Las autoridades dijeron que el ataque fue un atentado suicida con coche bomba. La policía provincial sostuvo que un vehículo cargado con explosivos embistió la entrada de la mezquita.
Entre los fallecidos hay 15 agentes de policía y un niño de cuatro años. El ataque ocurrió alrededor de las 13:15 hora local, durante las oraciones del viernes.
Según un portavoz de la Policía de Khyber Pakhtunkhwa, al menos seis atacantes murieron durante la explosión y el tiroteo posterior. Varias imágenes mostraron escombros y labores de auxilio a los heridos.
La Policía de Khyber Pakhtunkhwa señaló que una facción del Tehrik-e-Taliban Pakistan, o TTP, estaría detrás del ataque. La fuerza policial afirmó en X que busca impedir los planes de «Fitna-al-Khawarij», nombre que usa para referirse al grupo.
Asif Ali Zardari condenó el atentado y pidió la «eliminación completa» de los terroristas, según sus palabras, respaldados desde el extranjero. Naciones Unidas también condenó el ataque.
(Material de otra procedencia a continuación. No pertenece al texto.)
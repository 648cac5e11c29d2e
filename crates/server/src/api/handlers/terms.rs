use axum::{
    extract::{Path, Query, State},
    http::StatusCode,
    Json,
};

use crate::auth::AuthUser;
use crate::error::AppResult;
use crate::models::{
    Action, CatalogItem, NewTerm, Page, PageParams, Perm, SearchParams, Term, TermFilter,
    UpdateTerm,
};
use crate::state::AppState;

const fn term_perm(action: Action) -> Perm {
    Perm::new("lending", "term", action)
}

#[utoipa::path(
    post,
    path = "/api/v1/terms/",
    tag = "terms",
    request_body = NewTerm,
    responses(
        (status = 201, description = "Term created", body = Term),
        (status = 400, description = "Validation errors")
    )
)]
pub async fn create_term(
    State(state): State<AppState>,
    user: AuthUser,
    Json(payload): Json<NewTerm>,
) -> AppResult<(StatusCode, Json<Term>)> {
    user.require(&[term_perm(Action::Add)])?;
    let term = state.terms.create_term(&user, payload).await?;
    Ok((StatusCode::CREATED, Json(term)))
}

#[utoipa::path(
    get,
    path = "/api/v1/terms/",
    tag = "terms",
    params(TermFilter, PageParams),
    responses((status = 200, description = "Terms", body = inline(Page<Term>)))
)]
pub async fn list_terms(
    State(state): State<AppState>,
    user: AuthUser,
    Query(filter): Query<TermFilter>,
    Query(page): Query<PageParams>,
) -> AppResult<Json<Page<Term>>> {
    user.require(&[term_perm(Action::View)])?;
    Ok(Json(state.terms.list_terms(&filter, page).await?))
}

#[utoipa::path(
    get,
    path = "/api/v1/terms/{id}/",
    tag = "terms",
    params(("id" = i64, Path, description = "Term id")),
    responses(
        (status = 200, description = "Term", body = Term),
        (status = 404, description = "Term not found")
    )
)]
pub async fn get_term(
    State(state): State<AppState>,
    user: AuthUser,
    Path(id): Path<i64>,
) -> AppResult<Json<Term>> {
    user.require(&[term_perm(Action::View)])?;
    Ok(Json(state.terms.get_term(id).await?))
}

#[utoipa::path(
    patch,
    path = "/api/v1/terms/{id}/",
    tag = "terms",
    params(("id" = i64, Path, description = "Term id")),
    request_body = UpdateTerm,
    responses(
        (status = 200, description = "Updated term", body = Term),
        (status = 404, description = "Term not found")
    )
)]
pub async fn update_term(
    State(state): State<AppState>,
    user: AuthUser,
    Path(id): Path<i64>,
    Json(payload): Json<UpdateTerm>,
) -> AppResult<Json<Term>> {
    user.require(&[term_perm(Action::Edit)])?;
    Ok(Json(state.terms.update_term(&user, id, payload).await?))
}

#[utoipa::path(
    get,
    path = "/api/v1/terms-status/",
    tag = "terms",
    params(SearchParams),
    responses((status = 200, description = "Term statuses", body = [CatalogItem]))
)]
pub async fn list_term_statuses(
    State(state): State<AppState>,
    user: AuthUser,
    Query(params): Query<SearchParams>,
) -> AppResult<Json<Vec<CatalogItem>>> {
    user.require(&[term_perm(Action::View)])?;
    Ok(Json(state.terms.list_statuses(params.search.as_deref()).await?))
}

#[utoipa::path(
    get,
    path = "/api/v1/terms-types/",
    tag = "terms",
    params(SearchParams),
    responses((status = 200, description = "Term item types", body = [CatalogItem]))
)]
pub async fn list_term_types(
    State(state): State<AppState>,
    user: AuthUser,
    Query(params): Query<SearchParams>,
) -> AppResult<Json<Vec<CatalogItem>>> {
    user.require(&[term_perm(Action::View)])?;
    Ok(Json(
        state.terms.list_item_types(params.search.as_deref()).await?,
    ))
}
El hecho ocurre en medio de un aumento de la violencia militante en zonas fronterizas de Pakistán. Las autoridades paquistaníes han acusado a grupos militantes de usar territorio afgano como refugio. El régimen talibán de Afganistán rechazó esas acusaciones.
La lectura es clara. Cuando la seguridad del Estado falla, pagan los contribuyentes, los agentes y los civiles. La prioridad debe ser el orden y la protección de los lugares de culto, no la narrativa burocrática.
También queda expuesto el costo de permitir que grupos armados operen con ventaja en la frontera. Sin control territorial y sin una respuesta firme, la violencia se impone sobre la vida común y sobre cualquier inversión de largo plazo.